My guess is that Romney can't count on a cowed Obama again, distracted by his anniversary or whatever else. He's got to knock Obama off stride rather than hope for another stumble. The Republican is certainly capable of saying anything at all to reach that goal. Some points are likely to be scored on the
death of Ambassador Chris Stevens. That will be
crass but predictable, so the president better have a good comeback.
But there is always something unexpected. A
Sistah Souljah moment perhaps, from Mitt. Tomasky again, if that happens...
Obama has to be ready for that or
another surprise. If it’s that one, I think Obama’s best response is
probably not even to engage on the level of policy, but just to level
him with something like, “Boy, you’ll just say anything now, won’t you?

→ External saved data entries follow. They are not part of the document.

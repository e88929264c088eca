//! nRF52840 alarm clock firmware.
//!
//! Wires the board peripherals into [`Firmware`] and runs it from a
//! fixed-period ticker:
//!
//!   - ST7735 TFT over SPIM3 (mipidsi), backlight on PWM0
//!   - one active-low push button, one pulse-triggered sound module
//!   - settings persisted in internal flash (sequential-storage)
//!
//! The nRF52840 has no Wi-Fi, so the network seam is an offline stub and
//! the wall clock counts up from a fixed start time.

#![no_std]
#![no_main]

use core::convert::Infallible;

use alarmclock::clock::{Monotonic, Network, WallClock};
use alarmclock::config::{BUTTON_COUNT, TFT_HEIGHT, TFT_WIDTH, TICK_PERIOD_MS};
use alarmclock::storage::SettingsStore;
use alarmclock::{
    AppConfig, Board, ButtonId, CivilDateTime, DimPolicy, Error, Firmware, GraphicsCanvas, Parts,
    Result, Style,
};
use defmt::{error, info, warn};
use embassy_embedded_hal::adapter::BlockingAsync;
use embassy_executor::Spawner;
use embassy_nrf::gpio::{Input, Level, Output, OutputDrive, Pull};
use embassy_nrf::nvmc::Nvmc;
use embassy_nrf::peripherals::{PWM0, SPI3};
use embassy_nrf::pwm::SimplePwm;
use embassy_nrf::spim::{self, Spim};
use embassy_nrf::{bind_interrupts, peripherals};
use embassy_time::{Delay, Instant, Ticker};
use embedded_hal::pwm::{ErrorType, SetDutyCycle};
use embedded_hal_bus::spi::ExclusiveDevice;
use mipidsi::interface::SpiInterface;
use mipidsi::models::ST7735s;
use mipidsi::options::{Orientation, Rotation};
use static_cell::StaticCell;
use {defmt_rtt as _, panic_probe as _};

bind_interrupts!(struct Irqs {
    SPIM3 => spim::InterruptHandler<peripherals::SPI3>;
});

type Tft = mipidsi::Display<
    SpiInterface<'static, ExclusiveDevice<Spim<'static, SPI3>, Output<'static>, Delay>, Output<'static>>,
    ST7735s,
    Output<'static>,
>;

/// Backlight LED on PWM0 channel 0.
struct Backlight(SimplePwm<'static, PWM0>);

impl ErrorType for Backlight {
    type Error = Infallible;
}

impl SetDutyCycle for Backlight {
    fn max_duty_cycle(&self) -> u16 {
        self.0.max_duty()
    }

    fn set_duty_cycle(&mut self, duty: u16) -> core::result::Result<(), Infallible> {
        self.0.set_duty(0, duty);
        Ok(())
    }
}

/// Milliseconds since boot.
struct Uptime;

impl Monotonic for Uptime {
    fn now_ms(&self) -> u32 {
        Instant::now().as_millis() as u32
    }
}

/// Wall clock counting up from `start` at boot.
struct UptimeClock {
    start: CivilDateTime,
}

impl WallClock for UptimeClock {
    fn utc_now(&self) -> CivilDateTime {
        let elapsed = Instant::now().as_secs() as i64;
        self.start.checked_add_seconds(elapsed).unwrap_or(self.start)
    }
}

/// No radio for time sync on this board.
struct Offline;

impl Network for Offline {
    type Error = Error;

    fn is_connected(&self) -> bool {
        false
    }

    fn sync_time(&mut self) -> Result<()> {
        Err(Error::TimeSync)
    }
}

struct NrfBoard;

impl Board for NrfBoard {
    type Button = Input<'static>;
    type Buzzer = Output<'static>;
    type Delay = Delay;
    type Backlight = Backlight;
    type Network = Offline;
    type WallClock = UptimeClock;
    type Monotonic = Uptime;
    type Canvas = GraphicsCanvas<Tft>;
}

static DISPLAY_BUF: StaticCell<[u8; 512]> = StaticCell::new();

#[embassy_executor::main]
async fn main(_spawner: Spawner) {
    info!("alarmclock starting");
    if let Err(e) = run().await {
        defmt::panic!("Fatal: {}", e);
    }
}

async fn run() -> Result<()> {
    let p = embassy_nrf::init(Default::default());

    // Settings
    let mut flash = BlockingAsync::new(Nvmc::new(p.NVMC));
    let mut store = SettingsStore::new(AppConfig::default());
    let config = store.load_from_flash(&mut flash).await;

    // Display
    let mut spi_config = spim::Config::default();
    spi_config.frequency = spim::Frequency::M8;
    let spi = Spim::new_txonly(p.SPI3, Irqs, p.P0_19, p.P0_20, spi_config);
    let cs = Output::new(p.P0_21, Level::High, OutputDrive::Standard);
    let dc = Output::new(p.P0_22, Level::Low, OutputDrive::Standard);
    let rst = Output::new(p.P0_23, Level::Low, OutputDrive::Standard);

    let spi_dev = ExclusiveDevice::new(spi, cs, Delay).map_err(|_| Error::Pin)?;
    let di = SpiInterface::new(spi_dev, dc, DISPLAY_BUF.init([0; 512]));
    let tft: Tft = mipidsi::Builder::new(ST7735s, di)
        .display_size(TFT_WIDTH, TFT_HEIGHT)
        .orientation(Orientation::new().rotate(Rotation::Deg90))
        .reset_pin(rst)
        .init(&mut Delay)
        .map_err(|_| Error::Display)?;

    // Backlight
    let mut pwm = SimplePwm::new_1ch(p.PWM0, p.P0_14);
    pwm.set_max_duty(1023);
    pwm.set_duty(0, 0);

    let parts: Parts<NrfBoard, BUTTON_COUNT> = Parts {
        buttons: [(ButtonId::PRIMARY, Input::new(p.P0_11, Pull::Up))],
        buzzer: Output::new(p.P0_13, Level::Low, OutputDrive::Standard),
        delay: Delay,
        backlight: Backlight(pwm),
        network: Offline,
        wall_clock: UptimeClock {
            start: CivilDateTime::new(2024, 1, 1, 0, 0, 0)?,
        },
        monotonic: Uptime,
        canvas: GraphicsCanvas::new(tft),
    };

    let mut firmware = Firmware::init(Style::default(), config, parts, DimPolicy::AlwaysOn)?;

    let mut ticker = Ticker::every(embassy_time::Duration::from_millis(TICK_PERIOD_MS));
    loop {
        ticker.next().await;

        if let Err(e) = firmware.tick() {
            error!("Tick failed: {}", e);
        }

        if let Some(config) = firmware.take_saved_config() {
            store.update(config);
            if store.save_to_flash(&mut flash).await.is_err() {
                warn!("Settings not saved, keeping them in RAM");
            }
        }
    }
}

For a year and half, as long as he was seeking Republican votes, this
guy went around and bragged out how much he was cutting taxes. And now
that he wants everybody’s vote, suddenly he’s a tax raiser!” Et cetera.
In
other words, I am conceding that that would be a smart thing for Romney
to do, and that Obama’s policy answers to it are limited. As long as
the people who despise tax increases would let him get away with
this—and they would, for now—Obama would be a little boxed in. That’s
where the mot juste comes in handy. Ding him for saying anything. Make the subject not what taxes the rich pay, but that Romney has no core.
So if Romney pulls a rabbit out of hat, Obama has to blast it with a shotgun.
But can he do that?
Whatever
happens tonight, the
"right-wing-leaners" will either fall more right or fall back toward undecided. And the stage will be set for the
third and final debate, on October 22nd. Whatever happens tonight, that last debate will be even more interesting. The
debate the following evening should be good, too.